INSTRUCTIONS FOR THE TASK:
Only the opening lines of the listing, through the one with "a fetch shows", are to be retyped, each exactly as it stands.

EXERCISE MATERIALS:

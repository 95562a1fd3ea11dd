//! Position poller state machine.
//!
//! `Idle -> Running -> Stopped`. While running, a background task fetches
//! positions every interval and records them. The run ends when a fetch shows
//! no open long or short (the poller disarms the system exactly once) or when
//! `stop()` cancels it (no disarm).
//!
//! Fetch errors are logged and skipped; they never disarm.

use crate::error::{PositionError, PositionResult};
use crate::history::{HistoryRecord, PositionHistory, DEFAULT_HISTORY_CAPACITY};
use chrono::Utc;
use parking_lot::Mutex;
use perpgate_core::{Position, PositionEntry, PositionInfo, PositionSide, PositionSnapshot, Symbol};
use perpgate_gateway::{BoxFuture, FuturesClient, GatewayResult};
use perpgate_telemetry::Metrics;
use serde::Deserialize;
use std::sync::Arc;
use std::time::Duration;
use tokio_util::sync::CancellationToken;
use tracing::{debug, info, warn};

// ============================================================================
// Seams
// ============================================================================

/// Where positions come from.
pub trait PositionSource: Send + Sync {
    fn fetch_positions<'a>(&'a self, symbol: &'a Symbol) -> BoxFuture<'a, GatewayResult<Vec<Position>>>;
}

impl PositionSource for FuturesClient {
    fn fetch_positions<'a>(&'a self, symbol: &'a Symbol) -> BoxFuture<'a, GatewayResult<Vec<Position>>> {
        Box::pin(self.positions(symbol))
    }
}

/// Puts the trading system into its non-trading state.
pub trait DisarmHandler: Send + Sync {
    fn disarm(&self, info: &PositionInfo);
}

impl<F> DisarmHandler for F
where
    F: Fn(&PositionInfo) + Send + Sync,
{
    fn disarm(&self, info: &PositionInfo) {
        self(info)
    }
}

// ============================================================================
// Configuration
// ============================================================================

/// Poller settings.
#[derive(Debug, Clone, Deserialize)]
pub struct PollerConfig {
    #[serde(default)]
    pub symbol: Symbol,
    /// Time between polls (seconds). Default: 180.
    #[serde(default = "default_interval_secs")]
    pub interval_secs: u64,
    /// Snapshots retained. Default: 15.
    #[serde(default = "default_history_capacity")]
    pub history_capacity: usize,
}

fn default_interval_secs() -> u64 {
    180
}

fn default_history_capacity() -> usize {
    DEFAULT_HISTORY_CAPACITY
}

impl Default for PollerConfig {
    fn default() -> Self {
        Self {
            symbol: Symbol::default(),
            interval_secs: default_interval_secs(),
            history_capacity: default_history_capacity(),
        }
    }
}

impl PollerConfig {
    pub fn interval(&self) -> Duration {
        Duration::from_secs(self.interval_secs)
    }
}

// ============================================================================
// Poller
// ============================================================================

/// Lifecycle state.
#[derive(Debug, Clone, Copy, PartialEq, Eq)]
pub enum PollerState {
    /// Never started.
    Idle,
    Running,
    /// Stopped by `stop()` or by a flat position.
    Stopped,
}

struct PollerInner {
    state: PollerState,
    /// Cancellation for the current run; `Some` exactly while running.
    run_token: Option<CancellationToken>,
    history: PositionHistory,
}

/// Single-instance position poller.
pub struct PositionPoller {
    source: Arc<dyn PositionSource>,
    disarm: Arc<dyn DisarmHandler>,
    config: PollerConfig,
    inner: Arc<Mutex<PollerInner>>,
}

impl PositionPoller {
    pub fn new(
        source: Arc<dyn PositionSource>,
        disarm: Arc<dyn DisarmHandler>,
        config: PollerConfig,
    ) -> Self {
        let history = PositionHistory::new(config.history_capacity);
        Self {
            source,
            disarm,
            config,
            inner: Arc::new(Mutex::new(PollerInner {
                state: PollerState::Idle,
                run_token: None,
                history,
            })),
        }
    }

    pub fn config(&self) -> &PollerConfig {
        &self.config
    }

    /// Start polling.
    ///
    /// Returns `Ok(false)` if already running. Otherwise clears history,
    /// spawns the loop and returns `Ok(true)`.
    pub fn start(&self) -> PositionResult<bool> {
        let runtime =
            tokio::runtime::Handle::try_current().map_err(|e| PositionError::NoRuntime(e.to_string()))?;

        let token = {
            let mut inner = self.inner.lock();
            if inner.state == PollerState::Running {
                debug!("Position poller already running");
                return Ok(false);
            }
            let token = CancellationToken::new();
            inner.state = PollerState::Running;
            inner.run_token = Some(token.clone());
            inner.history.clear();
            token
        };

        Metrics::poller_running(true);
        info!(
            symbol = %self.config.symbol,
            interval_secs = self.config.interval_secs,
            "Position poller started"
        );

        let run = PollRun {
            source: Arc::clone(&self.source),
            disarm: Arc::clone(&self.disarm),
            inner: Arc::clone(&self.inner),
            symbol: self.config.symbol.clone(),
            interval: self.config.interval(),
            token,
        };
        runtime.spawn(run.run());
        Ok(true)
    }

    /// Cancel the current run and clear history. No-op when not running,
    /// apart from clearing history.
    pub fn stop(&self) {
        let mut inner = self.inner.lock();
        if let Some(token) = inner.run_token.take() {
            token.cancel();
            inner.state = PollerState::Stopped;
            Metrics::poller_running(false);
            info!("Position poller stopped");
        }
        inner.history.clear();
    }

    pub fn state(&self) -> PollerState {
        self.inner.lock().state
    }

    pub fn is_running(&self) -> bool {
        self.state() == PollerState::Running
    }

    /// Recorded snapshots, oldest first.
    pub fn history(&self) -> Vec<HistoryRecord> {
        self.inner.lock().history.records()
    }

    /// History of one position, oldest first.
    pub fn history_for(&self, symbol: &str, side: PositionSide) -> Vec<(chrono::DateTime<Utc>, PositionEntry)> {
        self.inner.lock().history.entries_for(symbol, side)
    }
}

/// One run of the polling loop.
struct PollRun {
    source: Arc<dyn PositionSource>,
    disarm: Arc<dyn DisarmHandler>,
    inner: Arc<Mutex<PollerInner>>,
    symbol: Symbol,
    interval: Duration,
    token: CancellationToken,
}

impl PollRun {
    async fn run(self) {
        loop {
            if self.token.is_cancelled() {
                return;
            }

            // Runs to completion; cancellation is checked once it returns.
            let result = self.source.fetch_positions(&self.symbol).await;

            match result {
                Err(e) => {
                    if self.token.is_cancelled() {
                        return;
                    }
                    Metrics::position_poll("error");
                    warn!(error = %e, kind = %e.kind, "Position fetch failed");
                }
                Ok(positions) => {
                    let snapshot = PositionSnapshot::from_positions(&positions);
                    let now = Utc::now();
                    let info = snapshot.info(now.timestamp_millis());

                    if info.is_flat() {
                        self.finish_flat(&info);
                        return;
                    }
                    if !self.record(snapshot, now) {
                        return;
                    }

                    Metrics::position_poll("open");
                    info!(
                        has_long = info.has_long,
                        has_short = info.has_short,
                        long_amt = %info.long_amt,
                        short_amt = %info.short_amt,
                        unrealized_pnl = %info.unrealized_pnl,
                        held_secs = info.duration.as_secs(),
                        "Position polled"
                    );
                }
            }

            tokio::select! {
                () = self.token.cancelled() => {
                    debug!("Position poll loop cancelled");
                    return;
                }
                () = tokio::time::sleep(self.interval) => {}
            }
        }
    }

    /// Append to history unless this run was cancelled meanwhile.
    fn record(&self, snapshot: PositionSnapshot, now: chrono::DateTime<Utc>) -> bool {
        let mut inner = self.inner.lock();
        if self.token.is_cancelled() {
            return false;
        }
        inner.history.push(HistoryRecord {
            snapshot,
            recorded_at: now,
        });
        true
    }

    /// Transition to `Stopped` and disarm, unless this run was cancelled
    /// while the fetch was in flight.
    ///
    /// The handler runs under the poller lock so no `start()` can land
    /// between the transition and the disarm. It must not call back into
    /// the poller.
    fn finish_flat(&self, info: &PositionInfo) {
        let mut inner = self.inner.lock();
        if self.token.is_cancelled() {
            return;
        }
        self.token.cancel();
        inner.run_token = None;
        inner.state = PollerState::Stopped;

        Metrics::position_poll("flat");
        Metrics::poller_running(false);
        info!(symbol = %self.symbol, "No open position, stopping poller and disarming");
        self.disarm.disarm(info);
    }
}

WRITTEN ANSWER:
repository 95562a1fd3ea11dd
//! Position poller state machine.
//!
//! `Idle -> Running -> Stopped`. While running, a background task fetches
//! positions every interval and records them. The run ends when a fetch shows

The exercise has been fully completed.